BEGIN Available records

use crate::alphabet::Weights;

/// Enum representing preset base compositions.
#[derive(clap::ValueEnum, Clone, Copy, Debug, PartialEq, Eq)]
pub enum PresetComposition {
    /// every base equally likely
    Uniform,

    /// G and C three times as likely as A and T
    GcRich,

    /// A and T three times as likely as G and C
    AtRich,
}

/// Returns the base weights for a preset composition.
///
/// # Arguments
///
/// * `preset` - A reference to a `PresetComposition` enum variant.
pub fn get_weights(preset: &PresetComposition) -> Weights {
    match preset {
        PresetComposition::Uniform => Weights::new(1, 1, 1, 1),
        PresetComposition::GcRich => Weights::new(1, 3, 3, 1),
        PresetComposition::AtRich => Weights::new(3, 1, 1, 3),
    }
}
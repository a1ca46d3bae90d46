use std::io::Write;

use rand::rngs::StdRng;
use rand::{Rng, SeedableRng};
use serde::Serialize;

use crate::alphabet::WeightedAlphabet;
use crate::dataset::DatasetSink;
use crate::error::{SimError, SimResult};
use crate::synth::synthesize;

/// Number of generation workers used when none is specified.
pub const DEFAULT_WORKERS: usize = 10;
/// Inclusive bounds of the per-run sequence length.
pub const DEFAULT_MIN_LEN: usize = 5;
pub const DEFAULT_MAX_LEN: usize = 100;

#[derive(Debug, Clone)]
pub struct GenerateOpts {
    /// Total number of sequences requested. Only `workers * (sequences / workers)` are produced.
    pub sequences: usize,
    pub workers: usize,
    pub min_len: usize,
    pub max_len: usize,
    pub seed: Option<u64>,
}

impl Default for GenerateOpts {
    fn default() -> Self {
        GenerateOpts {
            sequences: 0,
            workers: DEFAULT_WORKERS,
            min_len: DEFAULT_MIN_LEN,
            max_len: DEFAULT_MAX_LEN,
            seed: None,
        }
    }
}

impl GenerateOpts {
    pub fn validate(&self) -> SimResult<()> {
        if self.sequences == 0 {
            return Err(SimError::invalid("the sequence count must be positive"));
        }
        if self.workers == 0 {
            return Err(SimError::invalid("at least one worker is required"));
        }
        if self.min_len == 0 {
            return Err(SimError::invalid("the minimum sequence length must be positive"));
        }
        if self.min_len > self.max_len {
            return Err(SimError::invalid(format!(
                "minimum sequence length {} exceeds maximum {}",
                self.min_len, self.max_len
            )));
        }
        Ok(())
    }

    /// Sequences generated by each worker. The remainder of the division is dropped.
    pub fn per_worker(&self) -> usize {
        self.sequences / self.workers
    }
}

/// Outcome of a generation run.
#[derive(Serialize, Debug, Clone, PartialEq)]
pub struct GenerationSummary {
    pub requested: usize,
    pub workers: usize,
    pub per_worker: usize,
    /// Sequences lost to the truncating split across workers.
    pub dropped: usize,
    pub sequence_length: usize,
    /// Sequences synthesised by workers that completed.
    pub generated: usize,
    /// Sequences present in both the dataset file and the in-memory dataset.
    pub persisted: usize,
    pub failed_writes: usize,
    pub failed_workers: usize,
}

#[derive(Default, Debug)]
struct WorkerReport {
    generated: usize,
    failed_writes: usize,
}

/// Generates `opts.sequences` sequences across `opts.workers` threads, appending each one to
/// `sink` as soon as it is produced. Blocks until every worker has finished.
///
/// All sequences of a run share one length, drawn uniformly from `[min_len, max_len]` before the
/// workers start. Each worker owns an independently seeded generator. When `opts.seed` is set the
/// whole run is reproducible, although the order of lines across workers is not.
///
/// Individual write failures and worker panics are logged and counted in the returned summary;
/// they never abort sibling workers.
///
/// # Errors
///
/// Returns `InvalidConfiguration` before any worker starts if `opts` is invalid or `alphabet` is
/// empty.
pub fn generate<W: Write + Send>(
    opts: &GenerateOpts,
    alphabet: &WeightedAlphabet,
    sink: &DatasetSink<W>,
) -> SimResult<GenerationSummary> {
    opts.validate()?;
    if alphabet.is_empty() {
        return Err(SimError::invalid("all base weights are zero"));
    }

    let mut rng = match opts.seed {
        Some(seed) => StdRng::seed_from_u64(seed),
        None => StdRng::from_os_rng(),
    };
    let sequence_length = rng.random_range(opts.min_len..=opts.max_len);
    let worker_seeds: Vec<u64> = (0..opts.workers).map(|_| rng.random()).collect();

    let per_worker = opts.per_worker();
    let dropped = opts.sequences - per_worker * opts.workers;
    if dropped > 0 {
        warn!(
            "{} sequences do not divide evenly across {} workers, dropping the remaining {}",
            opts.sequences, opts.workers, dropped
        );
    }

    info!(
        "Generating {} sequences of length {} with {} workers",
        per_worker * opts.workers,
        sequence_length,
        opts.workers
    );

    let mut summary = GenerationSummary {
        requested: opts.sequences,
        workers: opts.workers,
        per_worker,
        dropped,
        sequence_length,
        generated: 0,
        persisted: 0,
        failed_writes: 0,
        failed_workers: 0,
    };

    let outcomes = crossbeam::thread::scope(|scope| {
        let handles: Vec<_> = worker_seeds
            .into_iter()
            .enumerate()
            .map(|(worker, seed)| {
                let handle = scope
                    .builder()
                    .name(format!("basesim-{worker}"))
                    .spawn(move |_| {
                        run_worker(worker, per_worker, sequence_length, alphabet, sink, seed)
                    });
                (worker, handle)
            })
            .collect();

        // join barrier: every worker is waited on, whatever happened to the others
        handles
            .into_iter()
            .map(|(worker, handle)| match handle {
                Ok(handle) => handle.join().map_err(|panic| SimError::ConcurrencyFailure {
                    worker,
                    reason: panic_message(panic.as_ref()),
                }),
                Err(e) => Err(SimError::ConcurrencyFailure {
                    worker,
                    reason: format!("thread could not be spawned: {e}"),
                }),
            })
            .collect::<Vec<_>>()
    })
    .map_err(|panic| SimError::ConcurrencyFailure {
        worker: usize::MAX,
        reason: panic_message(panic.as_ref()),
    })?;

    for outcome in outcomes {
        match outcome {
            Ok(report) => {
                summary.generated += report.generated;
                summary.failed_writes += report.failed_writes;
            }
            Err(e) => {
                warn!("{e}");
                summary.failed_workers += 1;
            }
        }
    }
    summary.persisted = sink.len();

    info!(
        "Generated {} sequences ({} persisted, {} failed writes, {} failed workers)",
        summary.generated, summary.persisted, summary.failed_writes, summary.failed_workers
    );

    Ok(summary)
}

fn run_worker<W: Write>(
    worker: usize,
    count: usize,
    len: usize,
    alphabet: &WeightedAlphabet,
    sink: &DatasetSink<W>,
    seed: u64,
) -> WorkerReport {
    let mut rng = StdRng::seed_from_u64(seed);
    let mut report = WorkerReport::default();

    debug!("Worker {worker} started, generating {count} sequences");

    for _ in 0..count {
        let seq = match synthesize(len, alphabet, &mut rng) {
            Ok(seq) => seq,
            Err(e) => {
                warn!("worker {worker}: {e}");
                break;
            }
        };
        report.generated += 1;

        match sink.append(seq) {
            Ok(()) => {}
            Err(e @ (SimError::SinkClosed | SimError::SinkFailed)) => {
                warn!("worker {worker}: {e}");
                report.failed_writes += 1;
                break;
            }
            Err(e) => {
                warn!("worker {worker}: {e}, sequence discarded");
                report.failed_writes += 1;
            }
        }
    }

    debug!("Worker {worker} finished");
    report
}

fn panic_message(panic: &(dyn std::any::Any + Send)) -> String {
    if let Some(s) = panic.downcast_ref::<&str>() {
        s.to_string()
    } else if let Some(s) = panic.downcast_ref::<String>() {
        s.clone()
    } else {
        "worker panicked".to_string()
    }
}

END Available records

> [Problem statement]
I'd like every line with the string "before" copied from the listing.

> [Written solution]
/// All sequences of a run share one length, drawn uniformly from `[min_len, max_len]` before the
/// Returns `InvalidConfiguration` before any worker starts if `opts` is invalid or `alphabet` is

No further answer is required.